Recent passengers flying on one of the airline’s worldwide flights will become more familiar with the sound of his success; the album is featured as in-flight music during the month of October.
Clark said that he didn’t even realize his music was being played on the flights until recently.
However great an honor the Grammy nomination was when he recieved it, he is currently helping develope a program that has far greater personal meaning. That project is a music school in the tiny Eastern European country of Moldova.
Moldova has less than a million people and for years was cast in isloation by the presence of the Soviet Union’s Iron Curtain.

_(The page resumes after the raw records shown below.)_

//! conditional rules and the versioned table that holds them.
//!
//! the table is immutable once built. readers (the tick loop and the edge
//! handler) take an `Arc` snapshot; reconfiguration builds a whole new table
//! and swaps the pointer, so a reader sees either the old table or the new
//! one, never a mix. per-rule runtime state (timers, last fired, email
//! window) lives in the evaluator, not here.

use crate::config::EdgePolicy;
use serde::{Deserialize, Serialize};
use std::collections::BTreeMap;
use std::sync::{Arc, RwLock};
use std::time::Duration;

#[derive(Debug, Clone, Copy, PartialEq, Eq, Deserialize, Serialize)]
#[serde(rename_all = "snake_case")]
pub enum Direction {
    Above,
    Below,
}

impl Direction {
    /// strict comparison: a value exactly at the setpoint never satisfies
    pub fn satisfied(self, value: f64, setpoint: f64) -> bool {
        match self {
            Self::Above => value > setpoint,
            Self::Below => value < setpoint,
        }
    }

    pub fn symbol(self) -> &'static str {
        match self {
            Self::Above => ">",
            Self::Below => "<",
        }
    }
}

#[derive(Debug, Clone, Copy, PartialEq, Eq, Deserialize, Serialize)]
#[serde(rename_all = "snake_case")]
pub enum GpioLevel {
    High,
    Low,
}

impl GpioLevel {
    pub fn matches(self, level: bool) -> bool {
        level == (self == Self::High)
    }
}

/// direction of one accepted transition
#[derive(Debug, Clone, Copy, PartialEq, Eq, Serialize)]
#[serde(rename_all = "snake_case")]
pub enum EdgeDirection {
    Rising,
    Falling,
}

impl EdgeDirection {
    /// stored value for the `edge` measurement
    pub fn value(self) -> f64 {
        match self {
            Self::Rising => 1.0,
            Self::Falling => -1.0,
        }
    }
}

#[derive(Debug, Clone, PartialEq, Deserialize, Serialize)]
#[serde(tag = "type", rename_all = "snake_case")]
pub enum Trigger {
    /// latest stored value of `measurement` compared against `setpoint`
    Threshold {
        measurement: String,
        direction: Direction,
        setpoint: f64,
    },
    /// fired from the edge path only, for matching transitions
    Edge { edge: EdgePolicy },
    /// current level of the device's input pin, checked on the rule cadence
    State { level: GpioLevel },
}

impl Trigger {
    pub fn matches_edge(&self, direction: EdgeDirection) -> bool {
        match self {
            Self::Edge { edge } => match edge {
                EdgePolicy::Both => true,
                EdgePolicy::Rising => direction == EdgeDirection::Rising,
                EdgePolicy::Falling => direction == EdgeDirection::Falling,
            },
            _ => false,
        }
    }
}

#[derive(Debug, Clone, Copy, PartialEq, Eq, Deserialize, Serialize)]
#[serde(rename_all = "snake_case")]
pub enum RelayState {
    On,
    Off,
}

#[derive(Debug, Clone, PartialEq, Deserialize, Serialize)]
#[serde(tag = "type", rename_all = "snake_case")]
pub enum Action {
    Relay {
        relay_id: String,
        state: RelayState,
        #[serde(default)]
        duration_secs: Option<f64>,
    },
    /// shell command; ((measurement)), ((location)) and ((period)) are substituted
    Command { command: String },
    Photo { camera_id: String },
    Video {
        camera_id: String,
        #[serde(default = "default_video_secs")]
        duration_secs: f64,
    },
    ActivateController {
        #[serde(default = "default_controller_kind")]
        kind: String,
        controller_id: String,
    },
    DeactivateController {
        #[serde(default = "default_controller_kind")]
        kind: String,
        controller_id: String,
    },
    /// attaches the last photo/video captured earlier in the same firing
    Email { recipient: String },
    FlashIndicator {
        indicator_id: String,
        #[serde(default = "default_flash_count")]
        count: u32,
    },
}

impl Action {
    pub fn label(&self) -> &'static str {
        match self {
            Self::Relay { .. } => "relay",
            Self::Command { .. } => "command",
            Self::Photo { .. } => "photo",
            Self::Video { .. } => "video",
            Self::ActivateController { .. } => "activate_controller",
            Self::DeactivateController { .. } => "deactivate_controller",
            Self::Email { .. } => "email",
            Self::FlashIndicator { .. } => "flash_indicator",
        }
    }
}

#[derive(Debug, Clone, PartialEq, Deserialize, Serialize)]
pub struct ConditionalRule {
    pub id: String,
    #[serde(default)]
    pub name: String,
    #[serde(default = "default_true")]
    pub activated: bool,
    pub trigger: Trigger,
    /// minimum time between cadence evaluations
    #[serde(default = "default_rule_period")]
    pub period_secs: f64,
    #[serde(default)]
    pub actions: Vec<Action>,
}

impl ConditionalRule {
    pub fn period(&self) -> Duration {
        Duration::from_secs_f64(self.period_secs.max(0.0))
    }

    pub fn display_name(&self) -> &str {
        if self.name.is_empty() { &self.id } else { &self.name }
    }
}

fn default_true() -> bool { true }
fn default_rule_period() -> f64 { 60.0 }
fn default_video_secs() -> f64 { 5.0 }
fn default_controller_kind() -> String { "pid".to_string() }
fn default_flash_count() -> u32 { 1 }

/// an immutable, versioned set of rules keyed by id
#[derive(Debug, Clone, Default, Serialize)]
pub struct RuleTable {
    pub version: u64,
    rules: BTreeMap<String, ConditionalRule>,
}

impl RuleTable {
    pub fn new(version: u64, rules: Vec<ConditionalRule>) -> Self {
        let rules = rules.into_iter().map(|r| (r.id.clone(), r)).collect();
        Self { version, rules }
    }

    pub fn get(&self, id: &str) -> Option<&ConditionalRule> {
        self.rules.get(id)
    }

    pub fn active(&self) -> impl Iterator<Item = &ConditionalRule> {
        self.rules.values().filter(|r| r.activated)
    }

    pub fn ids(&self) -> impl Iterator<Item = &str> {
        self.rules.keys().map(|k| k.as_str())
    }

    pub fn len(&self) -> usize {
        self.rules.len()
    }

    pub fn is_empty(&self) -> bool {
        self.rules.is_empty()
    }

    /// same rules regardless of version
    pub fn same_rules(&self, rules: &[ConditionalRule]) -> bool {
        rules.len() == self.rules.len()
            && rules.iter().all(|r| self.rules.get(&r.id) == Some(r))
    }
}

/// shared pointer to the current table. `replace` is the only mutation.
pub struct RuleTableHandle {
    current: RwLock<Arc<RuleTable>>,
}

impl RuleTableHandle {
    pub fn new(rules: Vec<ConditionalRule>) -> Self {
        Self { current: RwLock::new(Arc::new(RuleTable::new(1, rules))) }
    }

    pub fn snapshot(&self) -> Arc<RuleTable> {
        match self.current.read() {
            Ok(guard) => guard.clone(),
            Err(poisoned) => poisoned.into_inner().clone(),
        }
    }

    /// build the successor table and swap it in whole
    pub fn replace(&self, rules: Vec<ConditionalRule>) -> Arc<RuleTable> {
        let mut guard = match self.current.write() {
            Ok(guard) => guard,
            Err(poisoned) => poisoned.into_inner(),
        };
        let next = Arc::new(RuleTable::new(guard.version + 1, rules));
        *guard = next.clone();
        next
    }
}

The school is populated by approximately 1,500 students and is severely limited technologically. Moldova is also the poorest nation in Europe, so when students return home from school, the likelihood of having a computer or Internet access is highly unlikely. Consequently, Clark is working to bring computers, Web access and other technologies to the education environment.
Moldova is not your typical poor European country struggling to adjust to post-Soviet life; Clark says that even under financial duress, it still maintains three full-time ballet and theater programs. During the Soviet era, it was always highly respected within the USSR for its arts, and has maintained highly valued cultural institutions.
One of the immediate successes in that mission can be seen in the PSU Symphony’s plans to meet up with students from Moldova when they begin their European tour this June.
“The Student Fee Committee has been very helpful to us,” he says regarding the trip’s expenses. The tour tour will start in Germany, then go on to France, Switzerland and finally Italy (though he warns the trip could get shorter if PSU’s funds keep eroding).
Clark’s enthusiasm for helping the students in Moldova is only rivaled by his passion for his love of music and sharing that love with others.
Clark graduated from University of California, Los Angeles, then went on to receive his Ph.D. in composition from Vienna University before beginning work in Italy. One of his first performed works was a theater piece for the Vienna Festival, which he said was based on Oriental music but also incorporated electronic music, which was very cutting-edge at the time. However, the urge to create music he half-jokingly calls “flamboyant” is fading, partly because of his experience teaching musical theory and composition, which he says makes him “reappraise my own work.”
When it comes to a return of focus on more classical work, Clark said, “It definitely has made me be more introspective about my own work, I wouldn’t say it makes me more confined, but maybe more conservative.”
It takes him approximately a year to write an entire symphony, which he says is the ultimate labor of love.
“It’s like I’m a painter with a giant paint box, there are so many options to choose from, so many different things you can do with your tools.”